START Provided material
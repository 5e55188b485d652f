// Core algorithm exports
pub mod distance;
pub mod ranker;

pub use distance::{bounding_box, compute_distance_km, haversine_distance};
pub use ranker::{InvalidQuery, ProspectRanker, RankReport};
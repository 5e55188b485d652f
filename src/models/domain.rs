use serde::{Deserialize, Serialize};

/// A point on the Earth's surface in decimal degrees
#[derive(Debug, Clone, Copy, PartialEq, Serialize, Deserialize)]
pub struct GeoPoint {
    pub latitude: f64,
    pub longitude: f64,
}

impl GeoPoint {
    pub fn new(latitude: f64, longitude: f64) -> Self {
        Self { latitude, longitude }
    }

    /// Whether both coordinates are finite and within valid ranges
    /// (latitude in [-90, 90], longitude in [-180, 180])
    pub fn in_range(&self) -> bool {
        self.latitude.is_finite()
            && self.longitude.is_finite()
            && (-90.0..=90.0).contains(&self.latitude)
            && (-180.0..=180.0).contains(&self.longitude)
    }
}

/// Opaque register attributes carried alongside a candidate.
///
/// The ranking core never reads these fields; they pass through to the
/// output unchanged so downstream consumers can render them.
#[derive(Debug, Clone, PartialEq, Serialize, Deserialize)]
pub struct CompanyDetails {
    pub city: String,
    pub industry: String,
    #[serde(rename = "capitalEur")]
    pub capital_eur: u64,
    pub employees: u32,
    pub founded: u16,
    pub status: CompanyStatus,
    /// Estimated yearly revenue series in million EUR, oldest first
    #[serde(rename = "revenueHistory", default)]
    pub revenue_history: Vec<f64>,
}

#[derive(Debug, Clone, Copy, PartialEq, Eq, Serialize, Deserialize)]
#[serde(rename_all = "lowercase")]
pub enum CompanyStatus {
    Active,
    Liquidation,
    Dissolved,
}

/// A business entity under evaluation
#[derive(Debug, Clone, Serialize, Deserialize)]
pub struct Candidate {
    pub id: String,
    pub name: String,
    pub location: GeoPoint,
    /// Externally supplied desirability score; higher is more desirable.
    /// The core ranks by it but never derives it.
    pub score: f64,
    pub details: CompanyDetails,
}

/// A candidate annotated with its distance to the query center.
///
/// `distance_km` keeps full floating-point precision; only presentation
/// should round (see [`RankedCandidate::display_distance_km`]).
#[derive(Debug, Clone, Serialize, Deserialize)]
pub struct RankedCandidate {
    pub id: String,
    pub name: String,
    pub location: GeoPoint,
    pub score: f64,
    #[serde(rename = "distanceKm")]
    pub distance_km: f64,
    pub details: CompanyDetails,
}

impl RankedCandidate {
    pub fn from_candidate(candidate: &Candidate, distance_km: f64) -> Self {
        Self {
            id: candidate.id.clone(),
            name: candidate.name.clone(),
            location: candidate.location,
            score: candidate.score,
            distance_km,
            details: candidate.details.clone(),
        }
    }

    /// Distance rounded to one decimal place, for display only.
    /// Filtering and sorting always use the full-precision value.
    pub fn display_distance_km(&self) -> f64 {
        (self.distance_km * 10.0).round() / 10.0
    }
}

/// A ranking query: center point and search radius
#[derive(Debug, Clone, Copy, Serialize, Deserialize)]
pub struct Query {
    pub center: GeoPoint,
    #[serde(rename = "radiusKm")]
    pub radius_km: f64,
}

impl Query {
    pub fn new(center: GeoPoint, radius_km: f64) -> Self {
        Self { center, radius_km }
    }
}

/// Geospatial bounding box
#[derive(Debug, Clone, Copy)]
pub struct BoundingBox {
    pub min_lat: f64,
    pub max_lat: f64,
    pub min_lon: f64,
    pub max_lon: f64,
}

impl BoundingBox {
    pub fn contains(&self, point: &GeoPoint) -> bool {
        point.latitude >= self.min_lat
            && point.latitude <= self.max_lat
            && point.longitude >= self.min_lon
            && point.longitude <= self.max_lon
    }
}

#[cfg(test)]
mod tests {
    use super::*;

    #[test]
    fn test_geopoint_range_check() {
        assert!(GeoPoint::new(50.7753, 6.0839).in_range());
        assert!(GeoPoint::new(-90.0, 180.0).in_range());
        assert!(!GeoPoint::new(91.0, 0.0).in_range());
        assert!(!GeoPoint::new(0.0, -180.5).in_range());
        assert!(!GeoPoint::new(f64::NAN, 0.0).in_range());
    }

    #[test]
    fn test_display_distance_rounds_to_one_decimal() {
        let candidate = Candidate {
            id: "1".to_string(),
            name: "Test GmbH".to_string(),
            location: GeoPoint::new(50.0, 6.0),
            score: 80.0,
            details: CompanyDetails {
                city: "Aachen".to_string(),
                industry: "Software".to_string(),
                capital_eur: 25_000,
                employees: 10,
                founded: 2019,
                status: CompanyStatus::Active,
                revenue_history: vec![1.0, 2.0],
            },
        };

        let ranked = RankedCandidate::from_candidate(&candidate, 12.3456);
        assert_eq!(ranked.display_distance_km(), 12.3);
        // full precision retained internally
        assert_eq!(ranked.distance_km, 12.3456);
    }
}
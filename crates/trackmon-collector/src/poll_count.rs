use crate::Collector;
use anyhow::Result;
use trackmon_common::{Metric, MetricKind};

/// Counter incremented by one on every scrape pass.
#[derive(Default)]
pub struct PollCount {
    count: i64,
}

impl PollCount {
    pub fn new() -> Self {
        Self::default()
    }
}

impl Collector for PollCount {
    fn name(&self) -> &'static str {
        "PollCount"
    }

    fn desc(&self) -> &'static str {
        "counter incremented on every runtime metrics update"
    }

    fn kind(&self) -> MetricKind {
        MetricKind::Counter
    }

    fn value_string(&self) -> String {
        format!("{}", self.count)
    }

    fn scrape(&mut self) -> Result<()> {
        self.count += 1;
        Ok(())
    }

    fn metric(&self) -> Metric {
        Metric::counter(self.name(), self.count)
    }
}
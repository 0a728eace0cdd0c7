use std::net::IpAddr;

use axum::body::Body;
use axum::extract::{Request, State};
use axum::http::{header, Method, StatusCode};
use axum::middleware::Next;
use axum::response::{IntoResponse, Response};
use rsa::traits::PublicKeyParts;
use rsa::Oaep;
use sha2::Sha512;

use crate::AppState;

/// Admission by source address. Disabled when no CIDR is configured; the
/// source is taken from `X-Real-IP` only, so a proxy (or the agent
/// itself) must stamp it.
pub async fn trusted_subnet(
    State(state): State<AppState>,
    req: Request<Body>,
    next: Next,
) -> Response {
    let Some(trusted) = state.trusted else {
        return next.run(req).await;
    };
    let real_ip = req
        .headers()
        .get("x-real-ip")
        .and_then(|v| v.to_str().ok())
        .unwrap_or_default();
    if real_ip.is_empty() {
        return (StatusCode::FORBIDDEN, "access denied, no header").into_response();
    }
    let Ok(ip) = real_ip.parse::<IpAddr>() else {
        return (StatusCode::FORBIDDEN, "access denied, bad ip").into_response();
    };
    if !trusted.contains(ip) {
        return (StatusCode::FORBIDDEN, "access denied").into_response();
    }
    next.run(req).await
}

/// Decryption of the request-body envelope: the body is a concatenation
/// of RSA-OAEP-SHA512 blocks of exactly `key.size()` bytes each. Only
/// JSON POSTs pass through the envelope; everything else is forwarded
/// untouched.
pub async fn decrypt_body(
    State(state): State<AppState>,
    req: Request<Body>,
    next: Next,
) -> Response {
    let Some(private_key) = state.private_key.clone() else {
        return next.run(req).await;
    };
    let json = req
        .headers()
        .get(header::CONTENT_TYPE)
        .and_then(|v| v.to_str().ok())
        .map(|ct| ct.starts_with("application/json"))
        .unwrap_or(false);
    if req.method() != Method::POST || !json {
        return next.run(req).await;
    }

    let (mut parts, body) = req.into_parts();
    let encrypted = match axum::body::to_bytes(body, usize::MAX).await {
        Ok(bytes) => bytes,
        Err(err) => return (StatusCode::NOT_ACCEPTABLE, err.to_string()).into_response(),
    };
    let mut plain = Vec::with_capacity(encrypted.len());
    for block in encrypted.chunks(private_key.size()) {
        match private_key.decrypt(Oaep::new::<Sha512>(), block) {
            Ok(chunk) => plain.extend_from_slice(&chunk),
            Err(err) => {
                tracing::debug!(error = %err, "body decryption failed");
                return (StatusCode::NOT_ACCEPTABLE, err.to_string()).into_response();
            }
        }
    }
    parts.headers.remove(header::CONTENT_LENGTH);
    let req = Request::from_parts(parts, Body::from(plain));
    next.run(req).await
}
END Provided material
What you should do - In the entries above, how many lines hold the word "Method"? State the number only.

Answer area - 2